**Exercise instructions:**
Please restate every record below word for word.

(Collected data entries)

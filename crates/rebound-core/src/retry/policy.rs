use std::time::{Duration, Instant};

use rand::rngs::StdRng;
use rand::{Rng, SeedableRng};

use super::options::RetryOptions;

/// Exponential backoff schedule with jitter and an idle reset.
///
/// The n-th wait of a sequence is `period * factor^n` (n starts at 0, so the
/// first wait is exactly `period`). If more than `reset_duration` passes
/// between two consecutive waits being computed, the sequence starts over.
/// There is no upper cap; the attempt budget bounds the total.
#[derive(Debug, Clone)]
pub struct BackoffPolicy {
    period: Duration,
    factor: f64,
    jitter: f64,
    reset_duration: Duration,
    step: u32,
    last_anchor: Option<Instant>,
    rng: StdRng,
}

impl BackoffPolicy {
    pub fn new(options: &RetryOptions) -> Self {
        Self::with_rng(options, StdRng::from_entropy())
    }

    /// Same as [`new`](Self::new) with a reproducible jitter sequence.
    pub fn with_seed(options: &RetryOptions, seed: u64) -> Self {
        Self::with_rng(options, StdRng::seed_from_u64(seed))
    }

    fn with_rng(options: &RetryOptions, rng: StdRng) -> Self {
        Self {
            period: options.period(),
            factor: options.backoff_factor(),
            jitter: options.jitter(),
            reset_duration: options.reset_duration(),
            step: 0,
            last_anchor: None,
            rng,
        }
    }

    /// Exponent that the next call to [`next_wait`](Self::next_wait) will use,
    /// before any reset.
    pub fn step(&self) -> u32 {
        self.step
    }

    /// Compute the next wait. `anchor` is the instant the wait is measured
    /// from; the gap between successive anchors drives the reset rule.
    pub fn next_wait(&mut self, anchor: Instant) -> Duration {
        if let Some(prev) = self.last_anchor {
            if anchor.saturating_duration_since(prev) > self.reset_duration {
                tracing::debug!(
                    idle_ms = anchor.saturating_duration_since(prev).as_millis() as u64,
                    "backoff reset after idle gap"
                );
                self.step = 0;
            }
        }
        self.last_anchor = Some(anchor);

        let wait = backoff_duration(self.period, self.factor, self.step);
        self.step = self.step.saturating_add(1);
        apply_jitter(wait, self.jitter, &mut self.rng)
    }
}

/// `period * factor^step`, saturating at `Duration::MAX`.
pub fn backoff_duration(period: Duration, factor: f64, step: u32) -> Duration {
    let exp = i32::try_from(step).unwrap_or(i32::MAX);
    nanos_to_duration(period.as_nanos() as f64 * factor.powi(exp))
}

/// Perturb `wait` by a uniform draw in `[-jitter * wait, +jitter * wait]`,
/// clamping at zero. A zero jitter returns `wait` unchanged.
pub fn apply_jitter<R: Rng + ?Sized>(wait: Duration, jitter: f64, rng: &mut R) -> Duration {
    if jitter <= 0.0 || wait.is_zero() {
        return wait;
    }
    let nanos = wait.as_nanos() as f64;
    let spread = nanos * jitter;
    if !spread.is_finite() {
        return wait;
    }
    nanos_to_duration(nanos + rng.gen_range(-spread..=spread))
}

fn nanos_to_duration(nanos: f64) -> Duration {
    if nanos.is_nan() || nanos <= 0.0 {
        Duration::ZERO
    } else if nanos >= u64::MAX as f64 {
        Duration::MAX
    } else {
        Duration::from_nanos(nanos.round() as u64)
    }
}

**Final answer:**
filename crates/rebound-core/src/retry/policy.rs
use std::time::{Duration, Instant};

use rand::rngs::StdRng;
use rand::{Rng, SeedableRng};

use super::options::RetryOptions;

/// Exponential backoff schedule with jitter and an idle reset.
///
/// The n-th wait of a sequence is `period * factor^n` (n starts at 0, so the
/// first wait is exactly `period`). If more than `reset_duration` passes
/// between two consecutive waits being computed, the sequence starts over.
/// There is no upper cap; the attempt budget bounds the total.
#[derive(Debug, Clone)]
pub struct BackoffPolicy {
    period: Duration,
    factor: f64,
    jitter: f64,
    reset_duration: Duration,
    step: u32,
    last_anchor: Option<Instant>,
    rng: StdRng,
}

impl BackoffPolicy {
    pub fn new(options: &RetryOptions) -> Self {
        Self::with_rng(options, StdRng::from_entropy())
    }

    /// Same as [`new`](Self::new) with a reproducible jitter sequence.
    pub fn with_seed(options: &RetryOptions, seed: u64) -> Self {
        Self::with_rng(options, StdRng::seed_from_u64(seed))
    }

    fn with_rng(options: &RetryOptions, rng: StdRng) -> Self {
        Self {
            period: options.period(),
            factor: options.backoff_factor(),
            jitter: options.jitter(),
            reset_duration: options.reset_duration(),
            step: 0,
            last_anchor: None,
            rng,
        }
    }

    /// Exponent that the next call to [`next_wait`](Self::next_wait) will use,
    /// before any reset.
    pub fn step(&self) -> u32 {
        self.step
    }

    /// Compute the next wait. `anchor` is the instant the wait is measured
    /// from; the gap between successive anchors drives the reset rule.
    pub fn next_wait(&mut self, anchor: Instant) -> Duration {
        if let Some(prev) = self.last_anchor {
            if anchor.saturating_duration_since(prev) > self.reset_duration {
                tracing::debug!(
                    idle_ms = anchor.saturating_duration_since(prev).as_millis() as u64,
                    "backoff reset after idle gap"
                );
                self.step = 0;
            }
        }
        self.last_anchor = Some(anchor);

        let wait = backoff_duration(self.period, self.factor, self.step);
        self.step = self.step.saturating_add(1);
        apply_jitter(wait, self.jitter, &mut self.rng)
    }
}

/// `period * factor^step`, saturating at `Duration::MAX`.
pub fn backoff_duration(period: Duration, factor: f64, step: u32) -> Duration {
    let exp = i32::try_from(step).unwrap_or(i32::MAX);
    nanos_to_duration(period.as_nanos() as f64 * factor.powi(exp))
}

/// Perturb `wait` by a uniform draw in `[-jitter * wait, +jitter * wait]`,
/// clamping at zero. A zero jitter returns `wait` unchanged.
pub fn apply_jitter<R: Rng + ?Sized>(wait: Duration, jitter: f64, rng: &mut R) -> Duration {
    if jitter <= 0.0 || wait.is_zero() {
        return wait;
    }
    let nanos = wait.as_nanos() as f64;
    let spread = nanos * jitter;
    if !spread.is_finite() {
        return wait;
    }
    nanos_to_duration(nanos + rng.gen_range(-spread..=spread))
}

fn nanos_to_duration(nanos: f64) -> Duration {
    if nanos.is_nan() || nanos <= 0.0 {
        Duration::ZERO
    } else if nanos >= u64::MAX as f64 {
        Duration::MAX
    } else {
        Duration::from_nanos(nanos.round() as u64)
    }
}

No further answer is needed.